Among the entries below, tally each line containing "same"; respond with the total only.
START The records
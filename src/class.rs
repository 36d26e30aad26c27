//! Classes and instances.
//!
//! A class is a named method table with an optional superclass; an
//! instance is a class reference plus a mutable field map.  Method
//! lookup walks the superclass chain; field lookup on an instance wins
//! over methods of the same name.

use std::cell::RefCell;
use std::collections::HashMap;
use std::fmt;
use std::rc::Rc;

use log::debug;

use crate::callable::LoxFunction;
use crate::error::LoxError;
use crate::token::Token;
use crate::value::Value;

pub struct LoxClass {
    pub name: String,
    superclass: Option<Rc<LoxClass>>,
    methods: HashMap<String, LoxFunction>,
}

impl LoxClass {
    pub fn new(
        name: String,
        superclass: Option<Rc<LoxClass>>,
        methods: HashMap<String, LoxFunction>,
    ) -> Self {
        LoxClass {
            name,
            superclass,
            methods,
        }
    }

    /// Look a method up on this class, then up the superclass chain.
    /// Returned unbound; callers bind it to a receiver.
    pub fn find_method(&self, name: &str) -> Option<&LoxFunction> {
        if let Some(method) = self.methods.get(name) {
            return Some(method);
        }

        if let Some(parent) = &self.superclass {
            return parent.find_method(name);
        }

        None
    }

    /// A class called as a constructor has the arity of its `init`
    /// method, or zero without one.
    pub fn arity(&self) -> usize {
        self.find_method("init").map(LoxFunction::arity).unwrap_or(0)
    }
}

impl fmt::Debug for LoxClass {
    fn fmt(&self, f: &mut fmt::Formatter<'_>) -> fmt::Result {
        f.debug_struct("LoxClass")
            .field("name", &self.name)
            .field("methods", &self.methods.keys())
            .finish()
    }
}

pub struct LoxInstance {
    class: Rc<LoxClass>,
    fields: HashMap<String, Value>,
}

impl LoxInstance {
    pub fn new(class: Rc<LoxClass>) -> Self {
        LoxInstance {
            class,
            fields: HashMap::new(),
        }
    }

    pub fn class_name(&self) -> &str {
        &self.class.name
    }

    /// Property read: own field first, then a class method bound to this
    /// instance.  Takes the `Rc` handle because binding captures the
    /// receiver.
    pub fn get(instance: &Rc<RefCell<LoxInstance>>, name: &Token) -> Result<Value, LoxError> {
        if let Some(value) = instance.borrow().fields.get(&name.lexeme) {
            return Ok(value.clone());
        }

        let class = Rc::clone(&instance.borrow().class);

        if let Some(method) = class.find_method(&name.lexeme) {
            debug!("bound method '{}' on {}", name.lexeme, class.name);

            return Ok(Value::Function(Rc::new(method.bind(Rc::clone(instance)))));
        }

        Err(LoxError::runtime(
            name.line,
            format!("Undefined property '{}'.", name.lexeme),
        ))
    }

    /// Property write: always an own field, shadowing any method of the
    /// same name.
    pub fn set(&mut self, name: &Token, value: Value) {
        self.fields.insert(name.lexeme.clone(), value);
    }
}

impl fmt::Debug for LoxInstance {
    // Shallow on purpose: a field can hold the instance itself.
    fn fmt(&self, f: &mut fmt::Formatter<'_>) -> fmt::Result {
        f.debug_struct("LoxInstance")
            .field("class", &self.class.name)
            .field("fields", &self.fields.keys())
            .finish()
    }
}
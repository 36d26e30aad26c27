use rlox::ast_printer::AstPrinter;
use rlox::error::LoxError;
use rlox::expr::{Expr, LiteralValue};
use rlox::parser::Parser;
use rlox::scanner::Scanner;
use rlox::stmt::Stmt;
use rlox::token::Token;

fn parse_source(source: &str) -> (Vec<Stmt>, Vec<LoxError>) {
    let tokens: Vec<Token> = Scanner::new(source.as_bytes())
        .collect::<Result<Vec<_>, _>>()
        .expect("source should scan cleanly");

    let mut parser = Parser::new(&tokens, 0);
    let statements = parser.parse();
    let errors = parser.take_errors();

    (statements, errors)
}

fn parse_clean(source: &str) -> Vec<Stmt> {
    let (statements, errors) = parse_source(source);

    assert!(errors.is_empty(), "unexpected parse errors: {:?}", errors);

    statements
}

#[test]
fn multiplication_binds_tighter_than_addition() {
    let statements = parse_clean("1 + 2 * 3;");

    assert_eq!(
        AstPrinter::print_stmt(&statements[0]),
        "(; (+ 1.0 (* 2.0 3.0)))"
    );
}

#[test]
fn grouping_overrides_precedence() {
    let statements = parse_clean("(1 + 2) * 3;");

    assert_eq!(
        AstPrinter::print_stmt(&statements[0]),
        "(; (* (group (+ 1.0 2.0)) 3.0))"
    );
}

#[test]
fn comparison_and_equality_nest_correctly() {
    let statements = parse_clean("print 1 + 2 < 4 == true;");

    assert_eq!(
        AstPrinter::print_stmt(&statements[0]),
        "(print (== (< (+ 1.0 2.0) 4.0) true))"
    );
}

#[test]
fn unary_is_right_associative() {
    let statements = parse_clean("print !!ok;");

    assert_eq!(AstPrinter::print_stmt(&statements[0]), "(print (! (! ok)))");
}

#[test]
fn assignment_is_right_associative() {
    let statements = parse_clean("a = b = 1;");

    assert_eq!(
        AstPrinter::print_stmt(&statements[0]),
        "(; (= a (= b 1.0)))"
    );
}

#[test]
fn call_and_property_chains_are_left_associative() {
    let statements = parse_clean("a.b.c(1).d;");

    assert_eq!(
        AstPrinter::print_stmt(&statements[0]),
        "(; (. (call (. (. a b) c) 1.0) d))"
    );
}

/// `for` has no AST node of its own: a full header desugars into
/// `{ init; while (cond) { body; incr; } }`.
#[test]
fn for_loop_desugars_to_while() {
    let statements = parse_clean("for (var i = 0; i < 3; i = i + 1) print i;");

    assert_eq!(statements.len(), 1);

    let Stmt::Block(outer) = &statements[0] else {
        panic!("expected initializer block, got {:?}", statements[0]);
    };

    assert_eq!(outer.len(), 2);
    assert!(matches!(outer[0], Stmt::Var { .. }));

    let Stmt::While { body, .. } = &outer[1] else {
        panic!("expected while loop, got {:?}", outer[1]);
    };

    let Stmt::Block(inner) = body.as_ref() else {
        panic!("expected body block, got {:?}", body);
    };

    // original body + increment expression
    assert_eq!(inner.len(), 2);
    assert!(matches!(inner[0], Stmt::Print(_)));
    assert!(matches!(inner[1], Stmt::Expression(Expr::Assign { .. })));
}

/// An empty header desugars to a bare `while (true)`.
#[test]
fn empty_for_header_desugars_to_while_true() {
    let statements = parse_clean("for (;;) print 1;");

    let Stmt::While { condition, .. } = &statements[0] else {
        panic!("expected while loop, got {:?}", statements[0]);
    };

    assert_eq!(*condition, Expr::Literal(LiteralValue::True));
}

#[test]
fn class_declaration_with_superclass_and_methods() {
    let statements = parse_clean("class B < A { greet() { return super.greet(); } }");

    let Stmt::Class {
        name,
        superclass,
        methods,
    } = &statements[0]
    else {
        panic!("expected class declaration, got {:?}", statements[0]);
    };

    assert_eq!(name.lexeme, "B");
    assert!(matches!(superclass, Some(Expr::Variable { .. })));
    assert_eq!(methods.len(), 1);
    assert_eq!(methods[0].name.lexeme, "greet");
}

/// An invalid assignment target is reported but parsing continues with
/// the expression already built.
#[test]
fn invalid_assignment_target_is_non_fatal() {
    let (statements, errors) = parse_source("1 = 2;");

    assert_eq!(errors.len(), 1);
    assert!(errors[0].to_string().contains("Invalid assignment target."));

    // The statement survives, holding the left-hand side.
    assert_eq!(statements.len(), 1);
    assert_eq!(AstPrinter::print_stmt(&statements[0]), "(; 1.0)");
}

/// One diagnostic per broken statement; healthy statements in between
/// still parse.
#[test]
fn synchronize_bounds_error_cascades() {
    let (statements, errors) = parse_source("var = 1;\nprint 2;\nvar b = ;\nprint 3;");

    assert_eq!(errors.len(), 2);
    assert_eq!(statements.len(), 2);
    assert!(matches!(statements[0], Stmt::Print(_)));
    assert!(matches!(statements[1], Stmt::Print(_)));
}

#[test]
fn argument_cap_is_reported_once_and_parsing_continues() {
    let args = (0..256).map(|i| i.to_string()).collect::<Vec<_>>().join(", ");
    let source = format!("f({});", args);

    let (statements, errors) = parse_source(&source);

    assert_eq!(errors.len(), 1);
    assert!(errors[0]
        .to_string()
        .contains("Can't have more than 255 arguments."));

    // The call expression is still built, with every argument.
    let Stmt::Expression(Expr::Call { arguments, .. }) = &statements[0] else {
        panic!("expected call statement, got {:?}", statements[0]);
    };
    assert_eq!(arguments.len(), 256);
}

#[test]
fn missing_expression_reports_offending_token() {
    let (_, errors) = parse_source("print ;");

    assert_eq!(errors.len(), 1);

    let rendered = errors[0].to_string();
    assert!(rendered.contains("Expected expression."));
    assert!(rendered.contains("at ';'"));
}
END The records
=== Answer section ===
2